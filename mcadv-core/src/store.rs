//! Session state and durable storage.
//!
//! Every active story is a [`Session`] keyed by sender (or channel, in
//! collaborative mode). The [`SessionStore`] holds them behind a mutex
//! and batches writes to a JSON file so a chatty channel doesn't grind
//! the flash storage: saves are skipped while the map is clean or the
//! minimum save interval hasn't elapsed, except when a caller forces a
//! flush at a durability point (story end, quit, shutdown).

use serde::{Deserialize, Serialize};
use std::collections::HashMap;
use std::path::PathBuf;
use std::sync::Mutex;
use std::time::{Duration, Instant, SystemTime, UNIX_EPOCH};

/// Number of recent story beats kept per session for prompt context.
pub const HISTORY_WINDOW: usize = 6;

/// Whether a session's story is still running.
#[derive(Debug, Clone, Copy, PartialEq, Eq, Serialize, Deserialize)]
pub enum SessionStatus {
    Active,
    Finished,
}

/// One player's (or one channel's) story state.
#[derive(Debug, Clone, Serialize, Deserialize)]
pub struct Session {
    pub status: SessionStatus,

    /// Canonical theme the story runs under.
    pub theme: String,

    /// Current node id when the story is graph-driven.
    pub node: String,

    /// Recent story beats, oldest first, capped at [`HISTORY_WINDOW`].
    pub history: Vec<String>,

    /// Unix seconds of the last command that touched this session.
    pub last_active: u64,
}

impl Session {
    /// Fresh session at the start of a story.
    pub fn new(theme: impl Into<String>) -> Self {
        Self {
            status: SessionStatus::Active,
            theme: theme.into(),
            node: crate::story::ENTRY_NODE.to_string(),
            history: Vec::new(),
            last_active: now_secs(),
        }
    }

    /// Append a story beat, dropping the oldest past the window.
    pub fn push_history(&mut self, beat: impl Into<String>) {
        self.history.push(beat.into());
        if self.history.len() > HISTORY_WINDOW {
            let excess = self.history.len() - HISTORY_WINDOW;
            self.history.drain(..excess);
        }
    }

    pub fn is_active(&self) -> bool {
        self.status == SessionStatus::Active
    }
}

/// Current wall-clock time as unix seconds.
pub fn now_secs() -> u64 {
    SystemTime::now()
        .duration_since(UNIX_EPOCH)
        .unwrap_or_default()
        .as_secs()
}

struct Inner {
    sessions: HashMap<String, Session>,
    /// Bumped on every mutation.
    generation: u64,
    /// Generation last written to disk.
    saved_generation: u64,
    last_saved: Option<Instant>,
}

impl Inner {
    fn dirty(&self) -> bool {
        self.generation != self.saved_generation
    }
}

/// Thread-safe session map with batched JSON persistence.
pub struct SessionStore {
    inner: Mutex<Inner>,
    path: PathBuf,
    min_save_interval: Duration,
}

impl SessionStore {
    /// Create an empty store backed by `path`.
    pub fn new(path: impl Into<PathBuf>, min_save_interval: Duration) -> Self {
        Self {
            inner: Mutex::new(Inner {
                sessions: HashMap::new(),
                generation: 0,
                saved_generation: 0,
                last_saved: None,
            }),
            path: path.into(),
            min_save_interval,
        }
    }

    /// Load sessions from the backing file.
    ///
    /// A missing or unreadable file yields an empty store; restoring
    /// nothing is always preferable to refusing to start.
    pub async fn load(&self) {
        let data = match tokio::fs::read_to_string(&self.path).await {
            Ok(data) => data,
            Err(e) if e.kind() == std::io::ErrorKind::NotFound => return,
            Err(e) => {
                tracing::warn!(path = %self.path.display(), error = %e, "failed to read session file");
                return;
            }
        };
        let sessions: HashMap<String, Session> = match serde_json::from_str(&data) {
            Ok(sessions) => sessions,
            Err(e) => {
                tracing::warn!(path = %self.path.display(), error = %e, "session file corrupt, starting empty");
                return;
            }
        };
        let mut inner = self.lock();
        let count = sessions.len();
        inner.sessions = sessions;
        inner.saved_generation = inner.generation;
        tracing::info!(count, path = %self.path.display(), "restored sessions");
    }

    /// Snapshot of one session, if present.
    pub fn get(&self, key: &str) -> Option<Session> {
        self.lock().sessions.get(key).cloned()
    }

    /// Mutate (creating if absent) the session under `key`.
    ///
    /// Stamps `last_active` and marks the store dirty.
    pub fn update<F>(&self, key: &str, f: F)
    where
        F: FnOnce(&mut Session),
    {
        let mut inner = self.lock();
        let session = inner
            .sessions
            .entry(key.to_string())
            .or_insert_with(|| Session::new(crate::story::DEFAULT_THEME));
        f(session);
        session.last_active = now_secs();
        inner.generation += 1;
    }

    /// Remove one session and flush immediately. Idempotent.
    pub async fn clear(&self, key: &str) {
        {
            let mut inner = self.lock();
            if inner.sessions.remove(key).is_none() {
                return;
            }
            inner.generation += 1;
        }
        self.persist(true).await;
    }

    /// Remove every session and flush immediately.
    pub async fn clear_all(&self) {
        {
            let mut inner = self.lock();
            if inner.sessions.is_empty() {
                return;
            }
            inner.sessions.clear();
            inner.generation += 1;
        }
        self.persist(true).await;
    }

    /// Drop sessions idle strictly longer than `ttl` as of `now`;
    /// a session exactly at the ttl is kept. Returns the number
    /// removed. Does not flush; expiry is routine housekeeping and
    /// the next batched save will pick it up.
    pub fn expire(&self, now: u64, ttl: Duration) -> usize {
        let mut inner = self.lock();
        let before = inner.sessions.len();
        let ttl = ttl.as_secs();
        inner
            .sessions
            .retain(|_, s| now.saturating_sub(s.last_active) <= ttl);
        let removed = before - inner.sessions.len();
        if removed > 0 {
            inner.generation += 1;
            tracing::debug!(removed, "expired idle sessions");
        }
        removed
    }

    /// Write the session map to disk if it is dirty.
    ///
    /// Unforced saves are additionally skipped while the minimum save
    /// interval hasn't elapsed; `force` bypasses that for durability
    /// points. On write failure the store stays dirty so the next save
    /// retries.
    pub async fn persist(&self, force: bool) {
        let (snapshot, generation) = {
            let inner = self.lock();
            if !inner.dirty() {
                return;
            }
            if !force {
                if let Some(last) = inner.last_saved {
                    if last.elapsed() < self.min_save_interval {
                        return;
                    }
                }
            }
            (inner.sessions.clone(), inner.generation)
        };

        let json = match serde_json::to_string_pretty(&snapshot) {
            Ok(json) => json,
            Err(e) => {
                tracing::warn!(error = %e, "failed to serialize sessions");
                return;
            }
        };

        match tokio::fs::write(&self.path, json).await {
            Ok(()) => {
                let mut inner = self.lock();
                inner.saved_generation = generation.max(inner.saved_generation);
                inner.last_saved = Some(Instant::now());
                tracing::debug!(count = snapshot.len(), "sessions saved");
            }
            Err(e) => {
                tracing::warn!(path = %self.path.display(), error = %e, "failed to write session file");
            }
        }
    }

    /// Number of sessions whose story is still running.
    pub fn active_count(&self) -> usize {
        self.lock()
            .sessions
            .values()
            .filter(|s| s.is_active())
            .count()
    }

    /// Most recent `last_active` across all sessions.
    pub fn last_activity(&self) -> Option<u64> {
        self.lock().sessions.values().map(|s| s.last_active).max()
    }

    pub fn len(&self) -> usize {
        self.lock().sessions.len()
    }

    pub fn is_empty(&self) -> bool {
        self.lock().sessions.is_empty()
    }

    fn lock(&self) -> std::sync::MutexGuard<'_, Inner> {
        match self.inner.lock() {
            Ok(guard) => guard,
            Err(poisoned) => poisoned.into_inner(),
        }
    }
}

#[cfg(test)]
mod tests {
    use super::*;

    fn temp_store() -> (tempfile::TempDir, SessionStore) {
        let dir = tempfile::tempdir().unwrap();
        let store = SessionStore::new(dir.path().join("sessions.json"), Duration::ZERO);
        (dir, store)
    }

    #[test]
    fn test_update_creates_session() {
        let (_dir, store) = temp_store();
        assert!(store.get("alice").is_none());
        store.update("alice", |s| s.theme = "scifi".to_string());
        let session = store.get("alice").unwrap();
        assert_eq!(session.theme, "scifi");
        assert!(session.is_active());
        assert_eq!(store.len(), 1);
    }

    #[test]
    fn test_history_window() {
        let mut session = Session::new("fantasy");
        for i in 0..10 {
            session.push_history(format!("beat {i}"));
        }
        assert_eq!(session.history.len(), HISTORY_WINDOW);
        assert_eq!(session.history[0], "beat 4");
        assert_eq!(session.history.last().unwrap(), "beat 9");
    }

    #[test]
    fn test_expire_drops_idle_sessions() {
        let (_dir, store) = temp_store();
        store.update("old", |_| {});
        store.update("fresh", |_| {});
        {
            let mut inner = store.lock();
            inner.sessions.get_mut("old").unwrap().last_active = 1_000;
        }
        let now = 1_000 + 7 * 3600;
        let removed = store.expire(now, Duration::from_secs(6 * 3600));
        assert_eq!(removed, 1);
        assert!(store.get("old").is_none());
        assert!(store.get("fresh").is_some());
    }

    #[test]
    fn test_expire_keeps_session_exactly_at_ttl() {
        let (_dir, store) = temp_store();
        store.update("edge", |_| {});
        {
            let mut inner = store.lock();
            inner.sessions.get_mut("edge").unwrap().last_active = 1_000;
        }
        let ttl = Duration::from_secs(6 * 3600);
        // Aged exactly ttl: still present. One second past: gone.
        assert_eq!(store.expire(1_000 + ttl.as_secs(), ttl), 0);
        assert!(store.get("edge").is_some());
        assert_eq!(store.expire(1_000 + ttl.as_secs() + 1, ttl), 1);
        assert!(store.get("edge").is_none());
    }

    #[test]
    fn test_active_count_ignores_finished() {
        let (_dir, store) = temp_store();
        store.update("a", |_| {});
        store.update("b", |s| s.status = SessionStatus::Finished);
        assert_eq!(store.len(), 2);
        assert_eq!(store.active_count(), 1);
    }

    #[tokio::test]
    async fn test_persist_and_reload() {
        let dir = tempfile::tempdir().unwrap();
        let path = dir.path().join("sessions.json");

        let store = SessionStore::new(&path, Duration::ZERO);
        store.update("alice", |s| {
            s.theme = "horror".to_string();
            s.node = "cellar".to_string();
            s.push_history("the door creaks");
        });
        store.persist(true).await;

        let reloaded = SessionStore::new(&path, Duration::ZERO);
        reloaded.load().await;
        let session = reloaded.get("alice").unwrap();
        assert_eq!(session.theme, "horror");
        assert_eq!(session.node, "cellar");
        assert_eq!(session.history, vec!["the door creaks".to_string()]);
    }

    #[tokio::test]
    async fn test_clear_is_idempotent_and_durable() {
        let dir = tempfile::tempdir().unwrap();
        let path = dir.path().join("sessions.json");

        let store = SessionStore::new(&path, Duration::ZERO);
        store.update("bob", |_| {});
        store.clear("bob").await;
        store.clear("bob").await;
        assert!(store.is_empty());

        let reloaded = SessionStore::new(&path, Duration::ZERO);
        reloaded.load().await;
        assert!(reloaded.is_empty());
    }

    #[tokio::test]
    async fn test_unforced_save_respects_interval() {
        let dir = tempfile::tempdir().unwrap();
        let path = dir.path().join("sessions.json");

        let store = SessionStore::new(&path, Duration::from_secs(3600));
        store.update("a", |_| {});
        store.persist(true).await;

        store.update("b", |_| {});
        store.persist(false).await;

        let on_disk: HashMap<String, Session> =
            serde_json::from_str(&std::fs::read_to_string(&path).unwrap()).unwrap();
        assert_eq!(on_disk.len(), 1, "second save should have been batched");

        store.persist(true).await;
        let on_disk: HashMap<String, Session> =
            serde_json::from_str(&std::fs::read_to_string(&path).unwrap()).unwrap();
        assert_eq!(on_disk.len(), 2);
    }

    #[tokio::test]
    async fn test_clean_store_skips_save() {
        let dir = tempfile::tempdir().unwrap();
        let path = dir.path().join("sessions.json");

        let store = SessionStore::new(&path, Duration::ZERO);
        store.persist(true).await;
        assert!(!path.exists(), "nothing to save, nothing written");
    }

    #[tokio::test]
    async fn test_corrupt_file_starts_empty() {
        let dir = tempfile::tempdir().unwrap();
        let path = dir.path().join("sessions.json");
        std::fs::write(&path, "{not json").unwrap();

        let store = SessionStore::new(&path, Duration::ZERO);
        store.load().await;
        assert!(store.is_empty());
    }

    #[tokio::test]
    async fn test_missing_file_starts_empty() {
        let (_dir, store) = temp_store();
        store.load().await;
        assert!(store.is_empty());
    }

    #[test]
    fn test_last_activity() {
        let (_dir, store) = temp_store();
        assert!(store.last_activity().is_none());
        store.update("a", |_| {});
        assert!(store.last_activity().is_some());
    }
}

- _Task objective_
A verbatim transcription is needed of the lines above, starting at the line with "self.lock().sessions.is_empty()" and ending at the line with "use super::*;", both included, and of nothing else.

- _The completed task_
        self.lock().sessions.is_empty()
    }

    fn lock(&self) -> std::sync::MutexGuard<'_, Inner> {
        match self.inner.lock() {
            Ok(guard) => guard,
            Err(poisoned) => poisoned.into_inner(),
        }
    }
}

#[cfg(test)]
mod tests {
    use super::*;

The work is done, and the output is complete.